Gameday with Egyptian President Mohamed Morsy

No. 13 USC rebounded from the drubbing Stanford gave it last week by grinding out a 27-9 victory over Cal on Saturday. It wasn’t flashy — quarterback Matt Barkley did an awful lot of handing off — but Egyptian President Mohamed Morsy, in New York for the U.N. General Assembly meeting, was probably relieved. "Go Trojans!" he said in a pre-trip interview with the New York Times. He did not offer any commentary on Barkley’s tanking Heisman campaign.

Morsy, who completed his Ph.D. in materials science at USC in the early 1980s and whose two sons are U.S. citizens, has a complicated relationship with the United States. He told the Times that he "learned a lot" during his time in California, but then quickly clarified that he meant "scientifically." California’s laid-back attitude about cohabitation, gang problems, and preponderance of "naked restaurants" all made him uneasy. "I don’t admire that," he told the Times. "But that is the society. They are living their way." The future Muslim Brotherhood official apparently never really got into the swing of SoCal life.

But if he is still lukewarm on American culture, Morsy seems to have at least moderated his most outrageously anti-American positions since becoming president.

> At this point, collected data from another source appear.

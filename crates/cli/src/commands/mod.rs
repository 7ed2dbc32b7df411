mod normalize;
mod parse;
mod validate;

pub(crate) use normalize::cmd_normalize;
pub(crate) use parse::cmd_parse;
pub(crate) use validate::cmd_validate;

use std::path::Path;
use std::process;

use adaptivecards::{CardElement, ParseContext, ParseError, ParseWarning};
use serde_json::Value;

use crate::{report_error, OutputFormat};

/// A successfully parsed input file.
pub(crate) struct LoadedCard {
    /// The JSON as read, used to mirror its shape (object vs array).
    pub original: Value,
    pub elements: Vec<CardElement>,
    pub warnings: Vec<ParseWarning>,
}

impl LoadedCard {
    /// Serialized elements, shaped like the input file.
    pub fn serialized(&self) -> Value {
        let values: Vec<Value> = self
            .elements
            .iter()
            .map(CardElement::serialize_to_json_value)
            .collect();
        match &self.original {
            Value::Array(_) => Value::Array(values),
            _ => values.into_iter().next().unwrap_or(Value::Null),
        }
    }
}

/// Read and parse `path`, exiting with status 1 on any failure.
pub(crate) fn load_or_exit(path: &Path, output: OutputFormat, quiet: bool) -> LoadedCard {
    let text = match std::fs::read_to_string(path) {
        Ok(s) => s,
        Err(e) => {
            let msg = format!("error reading file '{}': {}", path.display(), e);
            report_error(&msg, output, quiet);
            process::exit(1);
        }
    };

    match parse_text(&text) {
        Ok((original, elements, warnings)) => {
            tracing::debug!(
                file = %path.display(),
                elements = elements.len(),
                warnings = warnings.len(),
                "parsed card file"
            );
            LoadedCard {
                original,
                elements,
                warnings,
            }
        }
        Err(e) => {
            report_parse_error(path, &e, output, quiet);
            process::exit(1);
        }
    }
}

fn parse_text(text: &str) -> Result<(Value, Vec<CardElement>, Vec<ParseWarning>), ParseError> {
    let original = adaptivecards::parse_util::json_from_str(text)?;
    let mut ctx = ParseContext::new();
    let elements = ctx.parse_elements(&original)?;
    Ok((original, elements, ctx.take_warnings()))
}

fn report_parse_error(path: &Path, err: &ParseError, output: OutputFormat, quiet: bool) {
    if quiet {
        return;
    }
    match output {
        OutputFormat::Text => eprintln!("error parsing '{}': {}", path.display(), err),
        OutputFormat::Json => {
            let mut json = err.to_json_value();
            json["file"] = Value::String(path.display().to_string());
            eprintln!("{}", json);
        }
    }
}

/// Text mode prints each warning on stderr; JSON mode carries warnings in
/// the command's own output instead.
pub(crate) fn report_warnings(warnings: &[ParseWarning], output: OutputFormat, quiet: bool) {
    if quiet || output == OutputFormat::Json {
        return;
    }
    for warning in warnings {
        eprintln!("warning: {}", warning);
    }
}

pub(crate) fn warnings_json(warnings: &[ParseWarning]) -> Value {
    Value::Array(warnings.iter().map(ParseWarning::to_json_value).collect())
}

pub(crate) fn print_json(value: &Value) {
    let pretty =
        serde_json::to_string_pretty(value).unwrap_or_else(|e| format!("serialization error: {}", e));
    println!("{}", pretty);
}
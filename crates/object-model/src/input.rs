//! Properties shared by every `Input.*` element.

use serde_json::{Map, Value};

use crate::element::BaseCardElement;
use crate::enums::CardElementType;
use crate::error::{ParseError, WarningStatusCode};
use crate::parse_util::{get_bool, get_string, insert_non_empty};
use crate::registration::ParseContext;
use crate::schema_key::SchemaKey;

#[derive(Debug, Clone, PartialEq)]
pub struct BaseInputElement {
    pub base: BaseCardElement,
    pub is_required: bool,
    pub error_message: String,
    pub label: String,
}

impl BaseInputElement {
    pub const KNOWN_PROPERTIES: &'static [SchemaKey] = &[
        SchemaKey::IsRequired,
        SchemaKey::ErrorMessage,
        SchemaKey::Label,
    ];

    pub fn new(element_type: CardElementType, id: impl Into<String>) -> Self {
        let mut base = BaseCardElement::new(element_type);
        base.id = id.into();
        BaseInputElement {
            base,
            is_required: false,
            error_message: String::new(),
            label: String::new(),
        }
    }

    pub fn id(&self) -> &str {
        &self.base.id
    }

    /// Inputs are addressed by id when a card is submitted, so an input
    /// without one is rejected.
    pub(crate) fn deserialize(
        ctx: &mut ParseContext,
        json: &Value,
        element_type: CardElementType,
        known: &[SchemaKey],
    ) -> Result<Self, ParseError> {
        let base = BaseCardElement::deserialize(
            ctx,
            json,
            element_type,
            &[BaseInputElement::KNOWN_PROPERTIES, known].concat(),
        )?;
        if base.id.is_empty() {
            return Err(ParseError::required_property_missing(SchemaKey::Id.as_str()));
        }

        let input = BaseInputElement {
            base,
            is_required: get_bool(json, SchemaKey::IsRequired, false, false)?,
            error_message: get_string(json, SchemaKey::ErrorMessage, false)?,
            label: get_string(json, SchemaKey::Label, false)?,
        };

        if input.is_required && input.label.is_empty() {
            ctx.warn(
                WarningStatusCode::EmptyLabelInRequiredInput,
                format!(
                    "Input '{}' is required but has no label",
                    input.base.id
                ),
            );
        }

        Ok(input)
    }

    pub(crate) fn serialize_into(&self, map: &mut Map<String, Value>) {
        self.base.serialize_into(map);
        if self.is_required {
            map.insert(SchemaKey::IsRequired.as_str().to_string(), Value::Bool(true));
        }
        insert_non_empty(map, SchemaKey::ErrorMessage, &self.error_message);
        insert_non_empty(map, SchemaKey::Label, &self.label);
    }
}

/// The full known-properties set of an input type: element base, input
/// base, then the type's own properties.
pub(crate) fn input_known_properties(own: &[SchemaKey]) -> Vec<SchemaKey> {
    [
        BaseCardElement::KNOWN_PROPERTIES,
        BaseInputElement::KNOWN_PROPERTIES,
        own,
    ]
    .concat()
}

#[cfg(test)]
mod tests {
    use super::*;
    use crate::error::ErrorStatusCode;
    use serde_json::json;

    #[test]
    fn missing_id_is_fatal() {
        let mut ctx = ParseContext::new();
        let err = BaseInputElement::deserialize(
            &mut ctx,
            &json!({"type": "Input.Date"}),
            CardElementType::DateInput,
            &[],
        )
        .unwrap_err();
        assert_eq!(err.status_code(), ErrorStatusCode::RequiredPropertyMissing);
    }

    #[test]
    fn required_without_label_warns() {
        let mut ctx = ParseContext::new();
        let input = BaseInputElement::deserialize(
            &mut ctx,
            &json!({"type": "Input.Date", "id": "d", "isRequired": true, "errorMessage": "pick one"}),
            CardElementType::DateInput,
            &[],
        )
        .unwrap();
        assert!(input.is_required);
        assert_eq!(input.error_message, "pick one");
        assert_eq!(ctx.warnings().len(), 1);
        assert_eq!(
            ctx.warnings()[0].status_code,
            WarningStatusCode::EmptyLabelInRequiredInput
        );
    }

    #[test]
    fn input_properties_are_not_additional() {
        let mut ctx = ParseContext::new();
        let input = BaseInputElement::deserialize(
            &mut ctx,
            &json!({"type": "Input.Date", "id": "d", "label": "When", "max": "2030-01-01"}),
            CardElementType::DateInput,
            &[SchemaKey::Max],
        )
        .unwrap();
        assert!(input.base.additional_properties.is_empty());
    }
}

Whereas for most of the 2000s he was all too happy to peddle 9/11 conspiracy theories — "When you come and tell me that the plane hit the tower like a knife in butter, then you are insulting us…Something must have happened from the inside. It’s impossible," he told the Brookings Institution’s Shadi Hamid in 2010 — Egypt’s first democratically elected president at least steers clear of the topic now.

Morsy rankled American officials by reaching out to Iran and by failing to denounce (immediately) the attack by demonstrators on the U.S. Embassy in Cairo, but on the whole, his approach has been what you would expect from the leader of a deeply conservative country that is understandably wary of the United States. (Egyptians have no illusions about who propped up Mubarak for all those years.) As Morsy said in the Times interview: "Successive American administrations essentially purchased with American taxpayer money the dislike, if not the hatred, of the peoples of the region." But if Morsy has been resolute about demonstrating his independence from the United States, he has also indicated that he wants to maintain a constructive relationship with Washington, going as far as saying that the two countries have the potential to be "real friends." 

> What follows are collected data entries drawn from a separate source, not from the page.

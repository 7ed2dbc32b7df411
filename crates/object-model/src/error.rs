//! Parse failures and non-fatal parse warnings.

use serde::Serialize;

/// Classifies a fatal parse failure.
#[derive(Debug, Clone, Copy, PartialEq, Eq, Hash, Serialize)]
#[serde(rename_all = "camelCase")]
pub enum ErrorStatusCode {
    /// The input text is not well-formed JSON.
    InvalidJson,
    /// A property the element cannot exist without is absent or empty.
    RequiredPropertyMissing,
    /// A property is present but holds a value of the wrong JSON kind.
    InvalidPropertyValue,
    /// A host tried to replace or register over a built-in parser.
    UnsupportedParserOverride,
    /// Raised by host-supplied parsers.
    CustomError,
}

/// Classifies a recoverable problem found while parsing.
#[derive(Debug, Clone, Copy, PartialEq, Eq, Hash, Serialize)]
#[serde(rename_all = "camelCase")]
pub enum WarningStatusCode {
    UnknownElementType,
    UnknownActionElementType,
    UnknownEnumValue,
    InvalidValue,
    EmptyLabelInRequiredInput,
    CustomWarning,
}

/// A fatal error raised while turning card JSON into typed elements.
#[derive(Debug, Clone, PartialEq, Eq, thiserror::Error)]
#[error("{message}")]
pub struct ParseError {
    status_code: ErrorStatusCode,
    message: String,
}

impl ParseError {
    pub fn new(status_code: ErrorStatusCode, message: impl Into<String>) -> Self {
        ParseError {
            status_code,
            message: message.into(),
        }
    }

    pub fn required_property_missing(property: &str) -> Self {
        ParseError::new(
            ErrorStatusCode::RequiredPropertyMissing,
            format!("Property is required but was found empty: {}", property),
        )
    }

    pub fn invalid_property_value(property: &str, expected: &str) -> Self {
        ParseError::new(
            ErrorStatusCode::InvalidPropertyValue,
            format!(
                "Value for property {} was invalid. Expected type {}.",
                property, expected
            ),
        )
    }

    pub fn status_code(&self) -> ErrorStatusCode {
        self.status_code
    }

    pub fn reason(&self) -> &str {
        &self.message
    }

    /// Render as `{"statusCode": ..., "reason": ...}` for tooling output.
    pub fn to_json_value(&self) -> serde_json::Value {
        serde_json::json!({
            "statusCode": self.status_code,
            "reason": self.message,
        })
    }
}

/// A recoverable problem recorded during parsing. The affected property
/// falls back to its default and parsing continues.
#[derive(Debug, Clone, PartialEq, Eq, Serialize)]
#[serde(rename_all = "camelCase")]
pub struct ParseWarning {
    pub status_code: WarningStatusCode,
    pub reason: String,
}

impl ParseWarning {
    pub fn new(status_code: WarningStatusCode, reason: impl Into<String>) -> Self {
        ParseWarning {
            status_code,
            reason: reason.into(),
        }
    }

    pub fn to_json_value(&self) -> serde_json::Value {
        serde_json::json!({
            "statusCode": self.status_code,
            "reason": self.reason,
        })
    }
}

impl std::fmt::Display for ParseWarning {
    fn fmt(&self, f: &mut std::fmt::Formatter<'_>) -> std::fmt::Result {
        write!(f, "{}", self.reason)
    }
}

#[cfg(test)]
mod tests {
    use super::*;

    #[test]
    fn error_display_is_reason() {
        let err = ParseError::required_property_missing("id");
        assert_eq!(err.status_code(), ErrorStatusCode::RequiredPropertyMissing);
        assert_eq!(err.to_string(), err.reason());
        assert!(err.reason().contains("id"));
    }

    #[test]
    fn status_codes_render_camel_case() {
        let err = ParseError::new(ErrorStatusCode::InvalidJson, "bad");
        assert_eq!(
            err.to_json_value(),
            serde_json::json!({"statusCode": "invalidJson", "reason": "bad"})
        );

        let warning = ParseWarning::new(WarningStatusCode::UnknownEnumValue, "nope");
        assert_eq!(warning.to_json_value()["statusCode"], "unknownEnumValue");
    }
}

Since the embassy storming, however, Obama has been remarkably cool toward his Egyptian counterpart. On Sept. 13, Obama told the Spanish-language network Telemundo that he did not consider Egypt an ally — a position the White House later clarified — and he reportedly declined a request to meet with Morsy at the White House this week. It’s not clear, however, what Obama expects of Morsy. On the one hand, he has repeatedly supported the right of Egyptians to "determine their own destiny." On the other, he appears nonplussed by Morsy’s need to respond to domestic political forces.

Steven Cook, a fellow at CFR, has a good read on this cognitive dissonance:

Americans consistently fail to recognize that Arabs have their own politics and have the ability to calculate their own interests independently of what Washington demands.  As a result, whenever a crisis erupts that presents Egyptian leaders with a choice of kowtowing to Washington or protecting their political position at home, domestic politics will win virtually every time.

Obama may not be able to fully appreciate the drama of college football, having attended only universities with second rate football programs, but maybe he and Morsy ought to watch the USC game next week and talk this one out.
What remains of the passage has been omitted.